SEC and Cryptocurrency — An Open Letter to Commissioner Peirce

Joseph H Sadove
3 min readApr 19, 2021

CommissionerPeirce@sec.gov

Dear Ms. Peirce,

You have recently gained a profile as an advocate and presumed authority on cryptocurrencies and blockchain. I am writing you to point you to information that I would hope you take as input to your views on liberalizing regulations or encouraging use of cryptocurrencies. The issue of a “digital dollar” is an entirely different issue. I stridently oppose the former and support the latter.

My most recent experience in the space comes from having formed a company in 2017 to build a scalable decentralized distributed ledger platform with Chinese colleagues I met here in Pasadena, CA. Key to my current views was the speech on 24-October-2019 by Xi Jinping and what followed. The speech by Xi was an announcement that China needed to dominate the blockchain space. At the time, I was just month back in the USA after several weeks in China and Indonesia working on business and technical strategy for our platform and giving presentations to partners and investors. As many reacted at the time (including the prices of all cryptocurrencies) there was elation. And then came the hammer, as they say.

China moved to finish outlawing all buying/selling/trading of cryptocurrencies along with possessing an account on any crypto-exchange and outlawing operating one on Chinese soil. But what didn’t change and even grew was China remaining the largest producer (“miner”) of cryptocurrencies and the required technology and infrastructure.

And then came the further change that mandated for all blockchain and DDL platforms to move onto the BNS, a government run network that permitted thorough monitoring and control of all projects. This was also accompanied with a push to have them all relocate operations to Hainan. As a foreign CEO, I would also be required to relocate my prime residence to Hainan if I wanted to remain in my role. I separated at that point and began my research into the space as a skeptic.

I have written a great deal on the subject since. https://jsadove.medium.com/ Prior to my ventures here on the west coast, I worked the better part of my technical career on Wall Street. I have therefore also documented the serious shortcomings of blockchain as a technology and the proliferation of attempts (including my own) to make it scale.

In my first couple pieces, I was more interested in the predominance (in the west) of the Libertarian attraction to crypto. I was struck by how that viewpoint ignored China, Russia, etc. and the implications for the western liberal democratic order and financial infrastructure. As I dug deeper into the facts and trends related to cryptocurrencies I focused on China because most advocates were either ignorant of its dominance of PoW infrastructure or seemed to willfully avoid the subject.

And here we are. There are billions of dollars at stake and, as the New York Times today (19-April-2021) in its business section has an article entitled “Another Sign of a Maturing Sector: It’s Minting Lobbyists”.

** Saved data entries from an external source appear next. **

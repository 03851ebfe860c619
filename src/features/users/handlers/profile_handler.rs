use crate::core::error::{AppError, Result};
use crate::core::extractor::AppJson;
use crate::features::auth::dtos::AuthResponseDto;
use crate::features::auth::model::AuthenticatedUser;
use crate::features::users::dtos::{
    ChangeEmailDto, DeleteAccountDto, DeleteAccountResponseDto, UpdateProfileDto,
    UserResponseDto,
};
use crate::features::users::services::ProfileService;
use crate::shared::types::ApiResponse;
use axum::{extract::State, Json};
use std::sync::Arc;
use validator::Validate;

#[utoipa::path(
    get,
    path = "/api/v1/users/me",
    responses(
        (status = 200, description = "Profile retrieved successfully", body = ApiResponse<UserResponseDto>),
        (status = 401, description = "Unauthorized")
    ),
    tag = "users",
    security(
        ("bearer_auth" = [])
    )
)]
pub async fn get_profile(
    user: AuthenticatedUser,
    State(service): State<Arc<ProfileService>>,
) -> Result<Json<ApiResponse<UserResponseDto>>> {
    let profile = service.get_profile(&user).await?;
    Ok(Json(ApiResponse::ok(profile)))
}

#[utoipa::path(
    put,
    path = "/api/v1/users/me",
    request_body = UpdateProfileDto,
    responses(
        (status = 200, description = "Profile updated successfully", body = ApiResponse<UserResponseDto>),
        (status = 400, description = "Validation error"),
        (status = 401, description = "Unauthorized or wrong password")
    ),
    tag = "users",
    security(
        ("bearer_auth" = [])
    )
)]
pub async fn update_profile(
    user: AuthenticatedUser,
    State(service): State<Arc<ProfileService>>,
    AppJson(dto): AppJson<UpdateProfileDto>,
) -> Result<Json<ApiResponse<UserResponseDto>>> {
    dto.validate()
        .map_err(|e| AppError::Validation(e.to_string()))?;

    let profile = service.update_profile(&user, dto).await?;
    Ok(Json(ApiResponse::with_message(profile, "Profile updated successfully")))
}

/// Change the login email; returns a fresh token pair
#[utoipa::path(
    put,
    path = "/api/v1/users/me/email",
    request_body = ChangeEmailDto,
    responses(
        (status = 200, description = "Email changed successfully", body = ApiResponse<AuthResponseDto>),
        (status = 400, description = "Validation error"),
        (status = 401, description = "Unauthorized or wrong password"),
        (status = 409, description = "Email already registered")
    ),
    tag = "users",
    security(
        ("bearer_auth" = [])
    )
)]
pub async fn change_email(
    user: AuthenticatedUser,
    State(service): State<Arc<ProfileService>>,
    AppJson(dto): AppJson<ChangeEmailDto>,
) -> Result<Json<ApiResponse<AuthResponseDto>>> {
    dto.validate()
        .map_err(|e| AppError::Validation(e.to_string()))?;

    let response = service.change_email(&user, dto).await?;
    Ok(Json(ApiResponse::with_message(response, "Email changed successfully")))
}

#[utoipa::path(
    delete,
    path = "/api/v1/users/me",
    request_body = DeleteAccountDto,
    responses(
        (status = 200, description = "Account deleted", body = ApiResponse<DeleteAccountResponseDto>),
        (status = 400, description = "Validation error"),
        (status = 401, description = "Unauthorized or wrong password")
    ),
    tag = "users",
    security(
        ("bearer_auth" = [])
    )
)]
pub async fn delete_account(
    user: AuthenticatedUser,
    State(service): State<Arc<ProfileService>>,
    AppJson(dto): AppJson<DeleteAccountDto>,
) -> Result<Json<ApiResponse<DeleteAccountResponseDto>>> {
    dto.validate()
        .map_err(|e| AppError::Validation(e.to_string()))?;

    service.delete_account(&user, dto).await?;
    Ok(Json(ApiResponse::with_message(
        DeleteAccountResponseDto { deleted: true },
        "Account deleted successfully",
    )))
}
//! Compiled matchers.
//!
//! A [`Matcher`] is an assembled source compiled by one of two engines:
//! the finite-automata `regex` engine, or the backtracking `fancy_regex`
//! engine for sources that need lookaround.

use std::borrow::Cow;
use std::fmt;

use super::PatternMatch;
use crate::config::{EngineConfig, EngineKind};
use crate::error::{Result, ZeroRegError};

#[derive(Clone)]
enum Compiled {
    Basic(regex::Regex),
    Fancy(fancy_regex::Regex),
}

/// A compiled pattern with its source and flags.
#[derive(Clone)]
pub struct Matcher {
    source: String,
    flags: String,
    compiled: Compiled,
}

impl Matcher {
    /// Compile `source` with the default configuration.
    pub fn compile(source: &str) -> Result<Self> {
        Self::compile_with(source, "", &EngineConfig::default())
    }

    /// Compile `source` with inline `flags` and the given configuration.
    ///
    /// Non-empty flags are prepended unmodified as `(?flags)`; the engine
    /// decides whether they are valid.
    pub fn compile_with(source: &str, flags: &str, config: &EngineConfig) -> Result<Self> {
        let pattern = apply_flags(source, flags);

        let compiled = match config.engine {
            EngineKind::Basic => Compiled::Basic(
                build_basic(&pattern, config).map_err(|err| ZeroRegError::compile(&*pattern, err))?,
            ),
            EngineKind::Fancy => Compiled::Fancy(
                build_fancy(&pattern, config).map_err(|err| ZeroRegError::compile(&*pattern, err))?,
            ),
            EngineKind::Adaptive => match build_basic(&pattern, config) {
                Ok(regex) => Compiled::Basic(regex),
                Err(regex::Error::Syntax(reason)) => {
                    tracing::debug!(
                        pattern = %pattern,
                        reason = %reason.lines().last().unwrap_or_default(),
                        "falling up to backtracking engine"
                    );
                    Compiled::Fancy(
                        build_fancy(&pattern, config)
                            .map_err(|err| ZeroRegError::compile(&*pattern, err))?,
                    )
                }
                Err(err) => return Err(ZeroRegError::compile(&*pattern, err)),
            },
        };

        let matcher = Self {
            source: source.to_string(),
            flags: flags.to_string(),
            compiled,
        };
        tracing::trace!(
            pattern = %pattern,
            engine = matcher.engine_name(),
            "compiled matcher"
        );
        Ok(matcher)
    }

    /// Get the source this matcher was compiled from, without flags.
    #[must_use]
    pub fn as_str(&self) -> &str {
        &self.source
    }

    /// Get the flags this matcher was compiled with.
    #[must_use]
    pub fn flags(&self) -> &str {
        &self.flags
    }

    /// Check if the backtracking engine compiled this matcher.
    #[must_use]
    pub const fn is_fancy(&self) -> bool {
        matches!(self.compiled, Compiled::Fancy(_))
    }

    const fn engine_name(&self) -> &'static str {
        match self.compiled {
            Compiled::Basic(_) => "basic",
            Compiled::Fancy(_) => "fancy",
        }
    }

    /// Names of the named capture groups, in group order.
    #[must_use]
    pub fn capture_names(&self) -> Vec<&str> {
        match &self.compiled {
            Compiled::Basic(regex) => regex.capture_names().flatten().collect(),
            Compiled::Fancy(regex) => regex.capture_names().flatten().collect(),
        }
    }

    /// Check if `haystack` contains a match.
    pub fn is_match(&self, haystack: &str) -> Result<bool> {
        match &self.compiled {
            Compiled::Basic(regex) => Ok(regex.is_match(haystack)),
            Compiled::Fancy(regex) => regex
                .is_match(haystack)
                .map_err(|err| self.match_error(err)),
        }
    }

    /// Find the first match in `haystack`.
    pub fn find(&self, haystack: &str) -> Result<Option<PatternMatch>> {
        match &self.compiled {
            Compiled::Basic(regex) => Ok(regex
                .captures(haystack)
                .map(|caps| basic_match(regex, &caps))),
            Compiled::Fancy(regex) => Ok(regex
                .captures(haystack)
                .map_err(|err| self.match_error(err))?
                .map(|caps| fancy_match(regex, &caps))),
        }
    }

    /// Find every non-overlapping match in `haystack`.
    pub fn find_all(&self, haystack: &str) -> Result<Vec<PatternMatch>> {
        match &self.compiled {
            Compiled::Basic(regex) => Ok(regex
                .captures_iter(haystack)
                .map(|caps| basic_match(regex, &caps))
                .collect()),
            Compiled::Fancy(regex) => regex
                .captures_iter(haystack)
                .map(|caps| {
                    caps.map(|caps| fancy_match(regex, &caps))
                        .map_err(|err| self.match_error(err))
                })
                .collect(),
        }
    }

    /// Replace every match in `haystack` with `replacement`.
    pub fn replace_all(&self, haystack: &str, replacement: &str) -> Result<String> {
        match &self.compiled {
            Compiled::Basic(regex) => Ok(regex.replace_all(haystack, replacement).into_owned()),
            Compiled::Fancy(regex) => regex
                .try_replacen(haystack, 0, replacement)
                .map(Cow::into_owned)
                .map_err(|err| self.match_error(err)),
        }
    }

    fn match_error(&self, err: fancy_regex::Error) -> ZeroRegError {
        ZeroRegError::Match {
            pattern: apply_flags(&self.source, &self.flags).into_owned(),
            source: Box::new(err),
        }
    }
}

impl fmt::Debug for Matcher {
    fn fmt(&self, f: &mut fmt::Formatter<'_>) -> fmt::Result {
        f.debug_struct("Matcher")
            .field("source", &self.source)
            .field("flags", &self.flags)
            .field("engine", &self.engine_name())
            .finish()
    }
}

impl fmt::Display for Matcher {
    fn fmt(&self, f: &mut fmt::Formatter<'_>) -> fmt::Result {
        f.write_str(&self.source)
    }
}

fn apply_flags<'a>(source: &'a str, flags: &str) -> Cow<'a, str> {
    if flags.is_empty() {
        Cow::Borrowed(source)
    } else {
        Cow::Owned(format!("(?{flags}){source}"))
    }
}

fn build_basic(pattern: &str, config: &EngineConfig) -> std::result::Result<regex::Regex, regex::Error> {
    regex::RegexBuilder::new(pattern)
        .size_limit(config.size_limit)
        .build()
}

fn build_fancy(
    pattern: &str,
    config: &EngineConfig,
) -> std::result::Result<fancy_regex::Regex, fancy_regex::Error> {
    fancy_regex::RegexBuilder::new(pattern)
        .backtrack_limit(config.backtrack_limit)
        .delegate_size_limit(config.size_limit)
        .build()
}

fn basic_match(regex: &regex::Regex, caps: &regex::Captures<'_>) -> PatternMatch {
    PatternMatch::from_groups(
        caps.iter()
            .map(|group| group.map(|m| (m.start(), m.end(), m.as_str()))),
        regex.capture_names(),
    )
}

fn fancy_match(regex: &fancy_regex::Regex, caps: &fancy_regex::Captures<'_>) -> PatternMatch {
    PatternMatch::from_groups(
        caps.iter()
            .map(|group| group.map(|m| (m.start(), m.end(), m.as_str()))),
        regex.capture_names(),
    )
}

#[cfg(test)]
mod tests {
    use super::*;

    #[test]
    fn plain_sources_use_basic_engine() {
        let matcher = Matcher::compile(r"\d+").unwrap();
        assert!(!matcher.is_fancy());
        assert!(matcher.is_match("abc 123").unwrap());
        assert_eq!(matcher.as_str(), r"\d+");
    }

    #[test]
    fn lookaround_falls_up_to_backtracking() {
        let matcher = Matcher::compile(r"\d+(?=px)").unwrap();
        assert!(matcher.is_fancy());
        assert!(matcher.is_match("100px").unwrap());
        assert!(!matcher.is_match("100em").unwrap());
    }

    #[test]
    fn forced_basic_rejects_lookaround() {
        let config = EngineConfig::new().engine(EngineKind::Basic);
        let err = Matcher::compile_with(r"(?=a)a", "", &config).unwrap_err();
        assert!(matches!(
            err.engine_error(),
            Some(crate::error::EngineError::Basic(_))
        ));
    }

    #[test]
    fn forced_fancy_handles_plain_sources() {
        let config = EngineConfig::new().engine(EngineKind::Fancy);
        let matcher = Matcher::compile_with("a+", "", &config).unwrap();
        assert!(matcher.is_fancy());
        assert!(matcher.is_match("caab").unwrap());
    }

    #[test]
    fn flags_are_prepended() {
        let config = EngineConfig::default();
        let matcher = Matcher::compile_with("hello", "i", &config).unwrap();
        assert_eq!(matcher.flags(), "i");
        assert!(matcher.is_match("HeLLo").unwrap());
    }

    #[test]
    fn unbalanced_source_is_a_compile_error() {
        let err = Matcher::compile("(ab").unwrap_err();
        assert!(err.is_compile());
        assert_eq!(err.pattern(), Some("(ab"));
    }

    #[test]
    fn find_reports_named_groups_from_both_engines() {
        for source in [r"(?<d>\d+)", r"(?<=\$)(?<d>\d+)"] {
            let matcher = Matcher::compile(source).unwrap();
            let m = matcher.find("cost $42").unwrap().unwrap();
            assert_eq!(m.as_str(), "42");
            assert_eq!(m.name("d"), Some("42"));
            assert_eq!(matcher.capture_names(), vec!["d"]);
        }
    }

    #[test]
    fn replace_all_on_both_engines() {
        let basic = Matcher::compile(r"\d+").unwrap();
        assert_eq!(basic.replace_all("a1b22", "#").unwrap(), "a#b#");

        let fancy = Matcher::compile(r"\d+(?!\d)(?=b)").unwrap();
        assert_eq!(fancy.replace_all("a1b22", "#").unwrap(), "a#b22");
    }
}
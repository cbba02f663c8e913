//! zeroreg: fluent, composable regular expressions
//!
//! This crate builds regular expressions out of named, reusable fragments
//! (character classes, quantifiers, groups, anchors and lookaround) instead
//! of hand-written pattern syntax. Plain text is escaped automatically, and
//! quantifiers group their operand only when they would otherwise bind to
//! part of it.
//!
//! # Features
//!
//! - **Immutable fragments**: every combinator returns a new [`Fragment`]
//! - **Safe literals**: plain text operands always match themselves
//! - **Full engine power**: lookaround compiles through a backtracking engine
//!   automatically
//! - **Ready-made patterns** for common validation targets in [`patterns`]
//!
//! # Example
//!
//! ```
//! use zeroreg::prelude::*;
//!
//! # fn main() -> zeroreg::Result<()> {
//! let price = lookbehind("$").then(digit().one_or_more());
//! assert_eq!(price.as_str(), r"(?<=\$)\d+");
//!
//! let m = price.find("total: $42")?.expect("a price");
//! assert_eq!(m.as_str(), "42");
//! # Ok(())
//! # }
//! ```

pub mod builders;
pub mod config;
pub mod engine;
pub mod error;
pub mod fragment;
pub mod patterns;
pub mod prelude;

pub use builders::{
    alphanumeric, alternate, any_char, at_least, at_most, between, capture, capture_named,
    carriage_return, char_in, char_not_in, digit, digits, end_of_line, exactly, group, letter,
    literal, lookahead, lookbehind, lowercase, negative_lookahead, negative_lookbehind, newline,
    non_digit, non_whitespace, non_word, non_word_boundary, one_of, one_or_more, optional, range,
    raw, sequence, start_of_line, tab, uppercase, whitespace, word, word_boundary, zero_or_more,
};
pub use config::{EngineConfig, EngineKind};
pub use engine::{CacheStats, GLOBAL_CACHE, Matcher, MatcherCache, PatternMatch, get_matcher};
pub use error::{EngineError, Result, ZeroRegError};
pub use fragment::{Fragment, Operand, escape_class, escape_literal};
//! Error types for zeroreg.
//!
//! Building fragments never fails. Errors only appear at the engine
//! boundary, when an assembled source is compiled or executed, and when
//! configuration is loaded.

use thiserror::Error;

/// The main error type for zeroreg operations.
#[derive(Debug, Error)]
pub enum ZeroRegError {
    /// The engine rejected an assembled pattern.
    #[error("invalid pattern `{pattern}`: {source}")]
    Compile {
        /// The pattern handed to the engine, flags included.
        pattern: String,
        /// The engine's own error.
        #[source]
        source: EngineError,
    },

    /// The backtracking engine gave up while matching.
    #[error("matching `{pattern}` failed: {source}")]
    Match {
        /// The pattern being executed.
        pattern: String,
        /// The engine's own error.
        #[source]
        source: Box<fancy_regex::Error>,
    },

    /// Configuration error.
    #[error("configuration error: {message}")]
    Config {
        /// Description of the configuration error.
        message: String,
    },
}

/// An error produced by one of the underlying regex engines.
#[derive(Debug, Error)]
pub enum EngineError {
    /// Error from the finite-automata engine.
    #[error(transparent)]
    Basic(#[from] regex::Error),

    /// Error from the backtracking engine.
    #[error(transparent)]
    Fancy(#[from] Box<fancy_regex::Error>),
}

impl From<fancy_regex::Error> for EngineError {
    fn from(err: fancy_regex::Error) -> Self {
        Self::Fancy(Box::new(err))
    }
}

impl ZeroRegError {
    /// Build a compile error for `pattern`.
    pub fn compile(pattern: impl Into<String>, source: impl Into<EngineError>) -> Self {
        Self::Compile {
            pattern: pattern.into(),
            source: source.into(),
        }
    }

    /// Build a configuration error.
    pub fn config(message: impl Into<String>) -> Self {
        Self::Config {
            message: message.into(),
        }
    }

    /// Check if this is a compile error.
    #[must_use]
    pub const fn is_compile(&self) -> bool {
        matches!(self, Self::Compile { .. })
    }

    /// The pattern involved, if any.
    #[must_use]
    pub fn pattern(&self) -> Option<&str> {
        match self {
            Self::Compile { pattern, .. } | Self::Match { pattern, .. } => Some(pattern),
            Self::Config { .. } => None,
        }
    }

    /// The engine's error, if the engine rejected the pattern.
    #[must_use]
    pub const fn engine_error(&self) -> Option<&EngineError> {
        match self {
            Self::Compile { source, .. } => Some(source),
            _ => None,
        }
    }
}

/// Result type alias for zeroreg operations.
pub type Result<T> = std::result::Result<T, ZeroRegError>;

#[cfg(test)]
mod tests {
    use super::*;

    #[test]
    fn compile_error_keeps_engine_error() {
        let engine = regex::Regex::new("(").unwrap_err();
        let err = ZeroRegError::compile("(", engine);
        assert!(err.is_compile());
        assert_eq!(err.pattern(), Some("("));
        assert!(matches!(err.engine_error(), Some(EngineError::Basic(_))));
        assert!(err.to_string().starts_with("invalid pattern `(`"));
    }

    #[test]
    fn config_error_display() {
        let err = ZeroRegError::config("bad engine");
        assert_eq!(err.to_string(), "configuration error: bad engine");
        assert_eq!(err.pattern(), None);
    }
}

I am a fairly lonely voice, unless you take Peter Thiel’s sotto voce remark that Bitcoin might be “a Chinese Financial Weapon”. But I would nevertheless ask you to think long and hard about the legal embrace of current Proof-of-Work crypto-currencies. The Communist Party of China can disrupt the western liberal democratic financial world with little impact to its economy and almost virtually with a flip of a switch. And it is not the least unclear about its objective to create a Chinese parallel to the dollar reserve system.